>>>>>

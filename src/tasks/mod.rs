//! Background tasks module
//! 
//! This module contains background tasks that run alongside the HTTP server.

pub mod announcer;
pub mod ticker;

// Re-export main functions
pub use announcer::announcer_task;
pub use ticker::{ticker_task, TICK_PERIOD};
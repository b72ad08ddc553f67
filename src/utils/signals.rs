//! Signal handling for graceful shutdown

use signal_hook_tokio::Signals;
use futures::stream::StreamExt;
use tracing::{error, info};

/// Wait for shutdown signals (SIGTERM, SIGINT)
pub async fn shutdown_signal() {
    let mut signals = match Signals::new([
        signal_hook::consts::SIGTERM,
        signal_hook::consts::SIGINT,
    ]) {
        Ok(signals) => signals,
        Err(e) => {
            error!("Failed to create signal handler, falling back to Ctrl-C: {}", e);
            if let Err(e) = tokio::signal::ctrl_c().await {
                error!("Failed to listen for Ctrl-C: {}", e);
            }
            return;
        }
    };

    if let Some(signal) = signals.next().await {
        info!("Received signal: {}", signal);
    }
}
use std::{fs, path::PathBuf, sync::Arc};

use pomodoro_server::{settings::SETTINGS_RECORD, JsonFileStore, Settings, SettingsStore, TimerEngine};

fn scratch_file(name: &str) -> PathBuf {
    let dir = std::env::temp_dir().join(format!("pomodoro-persistence-{}-{}", std::process::id(), name));
    let _ = fs::remove_dir_all(&dir);
    dir.join("settings.json")
}

#[test]
fn durations_survive_restart() {
    let path = scratch_file("restart");

    let mut engine = TimerEngine::new(Arc::new(JsonFileStore::new(&path)));
    engine.set_work_duration(40).unwrap();
    engine.set_break_duration(8).unwrap();
    drop(engine);

    let engine = TimerEngine::new(Arc::new(JsonFileStore::new(&path)));
    assert_eq!(engine.settings(), Settings::new(40, 8));
    assert_eq!(engine.state().remaining_seconds, 2400);
    assert_eq!(engine.state().completed_pomodoros, 0);
}

#[test]
fn unparsable_record_falls_back_to_defaults() {
    let path = scratch_file("unparsable");
    fs::create_dir_all(path.parent().unwrap()).unwrap();
    fs::write(&path, format!(r#"{{"{}": {{"workDurationMinutes": "lots"}}}}"#, SETTINGS_RECORD)).unwrap();

    let engine = TimerEngine::new(Arc::new(JsonFileStore::new(&path)));
    assert_eq!(engine.settings(), Settings::default());
    assert_eq!(engine.state().remaining_seconds, 1500);
}

#[test]
fn rejected_edit_does_not_touch_the_file() {
    let path = scratch_file("rejected");

    let mut engine = TimerEngine::new(Arc::new(JsonFileStore::new(&path)));
    assert!(engine.set_work_duration(-5).is_err());
    assert!(!path.exists());
    assert!(JsonFileStore::new(&path).load().unwrap().is_none());
}
//! Settings persistence boundary

use std::{
    collections::HashMap,
    fs,
    io::ErrorKind,
    path::{Path, PathBuf},
    sync::{
        atomic::{AtomicUsize, Ordering},
        Mutex,
    },
};
use serde_json::{Map, Value};
use tracing::debug;

use super::{PersistenceError, Settings, SETTINGS_RECORD};

/// Key-value persistence used by the timer engine for its settings record
pub trait SettingsStore: Send + Sync {
    /// Read the stored settings, `Ok(None)` when nothing has been saved yet
    fn load(&self) -> Result<Option<Settings>, PersistenceError>;

    /// Replace the stored settings wholesale
    fn save(&self, settings: &Settings) -> Result<(), PersistenceError>;
}

fn decode_record(raw: Value) -> Result<Settings, PersistenceError> {
    let settings: Settings = serde_json::from_value(raw)?;
    settings.validate()?;
    Ok(settings)
}

/// JSON document on disk holding named records, one of which is the settings
#[derive(Debug, Clone)]
pub struct JsonFileStore {
    path: PathBuf,
}

impl JsonFileStore {
    /// Create a store backed by the given file (created on first save)
    pub fn new(path: impl Into<PathBuf>) -> Self {
        Self { path: path.into() }
    }

    /// Path of the backing file
    pub fn path(&self) -> &Path {
        &self.path
    }

    fn read_document(&self) -> Result<Option<Map<String, Value>>, PersistenceError> {
        match fs::read_to_string(&self.path) {
            Ok(contents) => Ok(Some(serde_json::from_str(&contents)?)),
            Err(e) if e.kind() == ErrorKind::NotFound => Ok(None),
            Err(e) => Err(e.into()),
        }
    }
}

impl SettingsStore for JsonFileStore {
    fn load(&self) -> Result<Option<Settings>, PersistenceError> {
        let Some(mut document) = self.read_document()? else {
            debug!("No settings file at {}", self.path.display());
            return Ok(None);
        };

        match document.remove(SETTINGS_RECORD) {
            Some(raw) => decode_record(raw).map(Some),
            None => Ok(None),
        }
    }

    fn save(&self, settings: &Settings) -> Result<(), PersistenceError> {
        // Other records in the document are kept; a corrupt document is replaced
        let mut document = self.read_document().ok().flatten().unwrap_or_default();
        document.insert(SETTINGS_RECORD.to_string(), serde_json::to_value(settings)?);

        if let Some(parent) = self.path.parent().filter(|p| !p.as_os_str().is_empty()) {
            fs::create_dir_all(parent)?;
        }

        let tmp_path = self.path.with_extension("json.tmp");
        fs::write(&tmp_path, serde_json::to_string_pretty(&Value::Object(document))?)?;
        fs::rename(&tmp_path, &self.path)?;

        debug!("Saved settings to {}", self.path.display());
        Ok(())
    }
}

/// In-process store, records are kept as serialized strings
#[derive(Debug, Default)]
pub struct MemoryStore {
    records: Mutex<HashMap<String, String>>,
    writes: AtomicUsize,
}

impl MemoryStore {
    /// Create an empty store
    pub fn new() -> Self {
        Self::default()
    }

    /// Create a store already holding the given settings
    pub fn with_settings(settings: Settings) -> Self {
        let store = Self::new();
        if let Ok(raw) = serde_json::to_string(&settings) {
            store.put_raw(raw);
        }
        store
    }

    /// Overwrite the raw settings record, bypassing validation
    pub fn put_raw(&self, raw: impl Into<String>) {
        if let Ok(mut records) = self.records.lock() {
            records.insert(SETTINGS_RECORD.to_string(), raw.into());
        }
    }

    /// Number of successful `save` calls
    pub fn write_count(&self) -> usize {
        self.writes.load(Ordering::SeqCst)
    }
}

impl SettingsStore for MemoryStore {
    fn load(&self) -> Result<Option<Settings>, PersistenceError> {
        let records = self.records.lock().map_err(|_| PersistenceError::Poisoned)?;
        match records.get(SETTINGS_RECORD) {
            Some(raw) => decode_record(serde_json::from_str(raw)?).map(Some),
            None => Ok(None),
        }
    }

    fn save(&self, settings: &Settings) -> Result<(), PersistenceError> {
        let raw = serde_json::to_string(settings)?;
        let mut records = self.records.lock().map_err(|_| PersistenceError::Poisoned)?;
        records.insert(SETTINGS_RECORD.to_string(), raw);
        self.writes.fetch_add(1, Ordering::SeqCst);
        Ok(())
    }
}
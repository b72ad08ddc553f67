//! Settings module
//! 
//! This module contains the durable timer configuration, its input
//! validation and the persistence boundary it is stored through.

pub mod error;
pub mod settings;
pub mod store;

// Re-export main types
pub use error::{PersistenceError, ValidationError};
pub use settings::{check_minutes, minutes_from_json, parse_minutes, Settings, SETTINGS_RECORD};
pub use store::{JsonFileStore, MemoryStore, SettingsStore};
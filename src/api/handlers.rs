//! HTTP endpoint handlers

use std::sync::Arc;
use axum::{
    extract::State,
    http::StatusCode,
    response::Json,
};
use tracing::{error, info, warn};

use crate::{
    settings::Settings,
    state::{AppState, Phase, StateError},
    utils::format_uptime,
};
use super::responses::{ApiResponse, DurationRequest, ErrorResponse, HealthResponse, StatusResponse};

type HandlerError = (StatusCode, Json<ErrorResponse>);

fn into_handler_error(context: &str, e: StateError) -> HandlerError {
    match e {
        StateError::Validation(e) => {
            warn!("{} rejected: {}", context, e);
            (StatusCode::UNPROCESSABLE_ENTITY, Json(ErrorResponse::new(e.to_string())))
        }
        e => {
            error!("{} failed: {}", context, e);
            (StatusCode::INTERNAL_SERVER_ERROR, Json(ErrorResponse::new(e.to_string())))
        }
    }
}

/// Handle POST /start - Start or resume the countdown
pub async fn start_handler(State(state): State<Arc<AppState>>) -> Result<Json<ApiResponse>, HandlerError> {
    let timer = state.start().map_err(|e| into_handler_error("Start", e))?;
    info!("Start endpoint called - timer running with {} remaining", timer.clock);
    Ok(Json(ApiResponse::new("Timer started".to_string(), timer)))
}

/// Handle POST /pause - Pause the countdown
pub async fn pause_handler(State(state): State<Arc<AppState>>) -> Result<Json<ApiResponse>, HandlerError> {
    let timer = state.pause().map_err(|e| into_handler_error("Pause", e))?;
    info!("Pause endpoint called - timer paused at {}", timer.clock);
    Ok(Json(ApiResponse::new("Timer paused".to_string(), timer)))
}

/// Handle POST /reset - Back to a fresh work session
pub async fn reset_handler(State(state): State<Arc<AppState>>) -> Result<Json<ApiResponse>, HandlerError> {
    let timer = state.reset().map_err(|e| into_handler_error("Reset", e))?;
    info!("Reset endpoint called");
    Ok(Json(ApiResponse::new("Timer reset".to_string(), timer)))
}

/// Handle PUT /settings/work - Change the work duration
pub async fn work_duration_handler(
    State(state): State<Arc<AppState>>,
    Json(request): Json<DurationRequest>,
) -> Result<Json<ApiResponse>, HandlerError> {
    let timer = state
        .set_duration(Phase::Work, &request.minutes)
        .map_err(|e| into_handler_error("Work duration edit", e))?;
    Ok(Json(ApiResponse::new(
        format!("Work duration set to {} minutes", timer.work_duration_minutes),
        timer,
    )))
}

/// Handle PUT /settings/break - Change the break duration
pub async fn break_duration_handler(
    State(state): State<Arc<AppState>>,
    Json(request): Json<DurationRequest>,
) -> Result<Json<ApiResponse>, HandlerError> {
    let timer = state
        .set_duration(Phase::Break, &request.minutes)
        .map_err(|e| into_handler_error("Break duration edit", e))?;
    Ok(Json(ApiResponse::new(
        format!("Break duration set to {} minutes", timer.break_duration_minutes),
        timer,
    )))
}

/// Handle GET /settings - Return the configured durations
pub async fn settings_handler(State(state): State<Arc<AppState>>) -> Result<Json<Settings>, HandlerError> {
    state
        .settings()
        .map(Json)
        .map_err(|e| into_handler_error("Settings read", e))
}

/// Handle GET /status - Return current timer status
pub async fn status_handler(State(state): State<Arc<AppState>>) -> Result<Json<StatusResponse>, HandlerError> {
    let timer = state.snapshot().map_err(|e| into_handler_error("Status", e))?;
    let (last_action, last_action_time) = state.get_last_action();

    Ok(Json(StatusResponse {
        timer,
        last_notification: state.last_notification(),
        uptime: format_uptime(state.uptime_seconds()),
        port: state.port,
        host: state.host.clone(),
        last_action,
        last_action_time,
    }))
}

/// Handle GET /health - Health check endpoint
pub async fn health_handler() -> Json<HealthResponse> {
    Json(HealthResponse::ok())
}
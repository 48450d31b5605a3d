//! SQLite storage for import records.
//!
//! One row per `(importer, imported_item_uuid)`. The reconciliation loop reads
//! all rows of an importer before a run and writes the touched ones back in a
//! single transaction at the end, so a failed run leaves no partial state.

use std::collections::HashMap;

use chrono::{DateTime, TimeZone, Utc};
use sqlx::Row;
use sqlx::sqlite::{SqlitePool, SqlitePoolOptions, SqliteRow};

use crate::error::ImportError;
use crate::model::{Bundle, ImportRecord, ImportStatus};

/// Database connection pool wrapper.
#[derive(Clone)]
pub struct Storage {
    pool: SqlitePool,
}

impl Storage {
    /// Create a new storage instance and initialize the schema.
    ///
    /// # Arguments
    ///
    /// * `database_url` - SQLite connection string (e.g., "sqlite:reliefweb-import.db" or "sqlite::memory:")
    pub async fn new(database_url: &str) -> Result<Self, ImportError> {
        // Every connection to an in-memory database opens a new, empty one.
        let max_connections = if database_url.contains(":memory:") { 1 } else { 5 };
        let pool = SqlitePoolOptions::new()
            .max_connections(max_connections)
            .connect(database_url)
            .await?;

        let storage = Self { pool };
        storage.initialize_schema().await?;

        Ok(storage)
    }

    async fn initialize_schema(&self) -> Result<(), ImportError> {
        sqlx::query(
            r#"
            CREATE TABLE IF NOT EXISTS import_records (
                importer TEXT NOT NULL,
                provider_uuid TEXT NOT NULL,
                entity_type TEXT NOT NULL,
                entity_bundle TEXT NOT NULL,
                imported_item_uuid TEXT NOT NULL,
                imported_item_id TEXT NOT NULL,
                imported_item_url TEXT NOT NULL,
                imported_data_hash TEXT NOT NULL,
                status TEXT NOT NULL,
                message TEXT NOT NULL DEFAULT '',
                attempts INTEGER NOT NULL DEFAULT 0,
                entity_id INTEGER,
                entity_revision_id INTEGER,
                changed INTEGER NOT NULL,
                PRIMARY KEY (importer, imported_item_uuid)
            )
            "#,
        )
        .execute(&self.pool)
        .await?;

        sqlx::query(
            r#"
            CREATE INDEX IF NOT EXISTS idx_import_records_importer_status
            ON import_records(importer, status)
            "#,
        )
        .execute(&self.pool)
        .await?;

        Ok(())
    }

    /// All records of an importer, keyed by item UUID.
    pub async fn load_records(
        &self,
        importer: &str,
    ) -> Result<HashMap<String, ImportRecord>, ImportError> {
        let rows = sqlx::query("SELECT * FROM import_records WHERE importer = ?")
            .bind(importer)
            .fetch_all(&self.pool)
            .await?;

        rows.iter()
            .map(|row| {
                let record = record_from_row(row)?;
                Ok::<_, ImportError>((record.imported_item_uuid.clone(), record))
            })
            .collect()
    }

    /// Records of an importer, optionally filtered by status, most recently
    /// changed first.
    pub async fn list_records(
        &self,
        importer: &str,
        status: Option<ImportStatus>,
    ) -> Result<Vec<ImportRecord>, ImportError> {
        let rows = match status {
            Some(status) => {
                sqlx::query(
                    r#"
                    SELECT * FROM import_records
                    WHERE importer = ? AND status = ?
                    ORDER BY changed DESC, imported_item_id
                    "#,
                )
                .bind(importer)
                .bind(status.as_str())
                .fetch_all(&self.pool)
                .await?
            }
            None => {
                sqlx::query(
                    r#"
                    SELECT * FROM import_records
                    WHERE importer = ?
                    ORDER BY changed DESC, imported_item_id
                    "#,
                )
                .bind(importer)
                .fetch_all(&self.pool)
                .await?
            }
        };

        rows.iter().map(record_from_row).collect()
    }

    /// Number of records of an importer in the given status.
    pub async fn count_by_status(
        &self,
        importer: &str,
        status: ImportStatus,
    ) -> Result<i64, ImportError> {
        let row = sqlx::query(
            r#"
            SELECT COUNT(*) as total
            FROM import_records
            WHERE importer = ? AND status = ?
            "#,
        )
        .bind(importer)
        .bind(status.as_str())
        .fetch_one(&self.pool)
        .await?;

        Ok(row.get("total"))
    }

    /// Upsert records in one transaction.
    pub async fn save_records(&self, records: &[ImportRecord]) -> Result<(), ImportError> {
        let mut tx = self.pool.begin().await?;

        for record in records {
            sqlx::query(
                r#"
                INSERT INTO import_records (
                    importer, provider_uuid, entity_type, entity_bundle,
                    imported_item_uuid, imported_item_id, imported_item_url,
                    imported_data_hash, status, message, attempts,
                    entity_id, entity_revision_id, changed
                )
                VALUES (?, ?, ?, ?, ?, ?, ?, ?, ?, ?, ?, ?, ?, ?)
                ON CONFLICT(importer, imported_item_uuid) DO UPDATE SET
                    provider_uuid = excluded.provider_uuid,
                    entity_type = excluded.entity_type,
                    entity_bundle = excluded.entity_bundle,
                    imported_item_id = excluded.imported_item_id,
                    imported_item_url = excluded.imported_item_url,
                    imported_data_hash = excluded.imported_data_hash,
                    status = excluded.status,
                    message = excluded.message,
                    attempts = excluded.attempts,
                    entity_id = excluded.entity_id,
                    entity_revision_id = excluded.entity_revision_id,
                    changed = excluded.changed
                "#,
            )
            .bind(&record.importer)
            .bind(&record.provider_uuid)
            .bind(&record.entity_type)
            .bind(record.entity_bundle.as_str())
            .bind(&record.imported_item_uuid)
            .bind(&record.imported_item_id)
            .bind(&record.imported_item_url)
            .bind(&record.imported_data_hash)
            .bind(record.status.as_str())
            .bind(&record.message)
            .bind(i64::from(record.attempts))
            .bind(record.entity_id)
            .bind(record.entity_revision_id)
            .bind(record.changed.timestamp())
            .execute(&mut *tx)
            .await?;
        }

        tx.commit().await?;
        Ok(())
    }
}

fn record_from_row(row: &SqliteRow) -> Result<ImportRecord, ImportError> {
    let bundle: String = row.try_get("entity_bundle")?;
    let status: String = row.try_get("status")?;
    let attempts: i64 = row.try_get("attempts")?;
    let changed: i64 = row.try_get("changed")?;

    Ok(ImportRecord {
        importer: row.try_get("importer")?,
        provider_uuid: row.try_get("provider_uuid")?,
        entity_type: row.try_get("entity_type")?,
        entity_bundle: Bundle::parse(&bundle)
            .ok_or_else(|| corrupt(format!("unknown bundle '{bundle}'")))?,
        imported_item_uuid: row.try_get("imported_item_uuid")?,
        imported_item_id: row.try_get("imported_item_id")?,
        imported_item_url: row.try_get("imported_item_url")?,
        imported_data_hash: row.try_get("imported_data_hash")?,
        status: ImportStatus::parse(&status)
            .ok_or_else(|| corrupt(format!("unknown status '{status}'")))?,
        message: row.try_get("message")?,
        attempts: u32::try_from(attempts).unwrap_or(0),
        entity_id: row.try_get("entity_id")?,
        entity_revision_id: row.try_get("entity_revision_id")?,
        changed: timestamp_to_datetime(changed),
    })
}

fn corrupt(message: String) -> ImportError {
    ImportError::Storage(sqlx::Error::Decode(message.into()))
}

fn timestamp_to_datetime(ts: i64) -> DateTime<Utc> {
    Utc.timestamp_opt(ts, 0).single().unwrap_or_default()
}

<<<<<

- Task objective:
From the records above, copy each line in which the string "StateError" occurs.

- Written answer:
    state::{AppState, Phase, StateError},
fn into_handler_error(context: &str, e: StateError) -> HandlerError {
        StateError::Validation(e) => {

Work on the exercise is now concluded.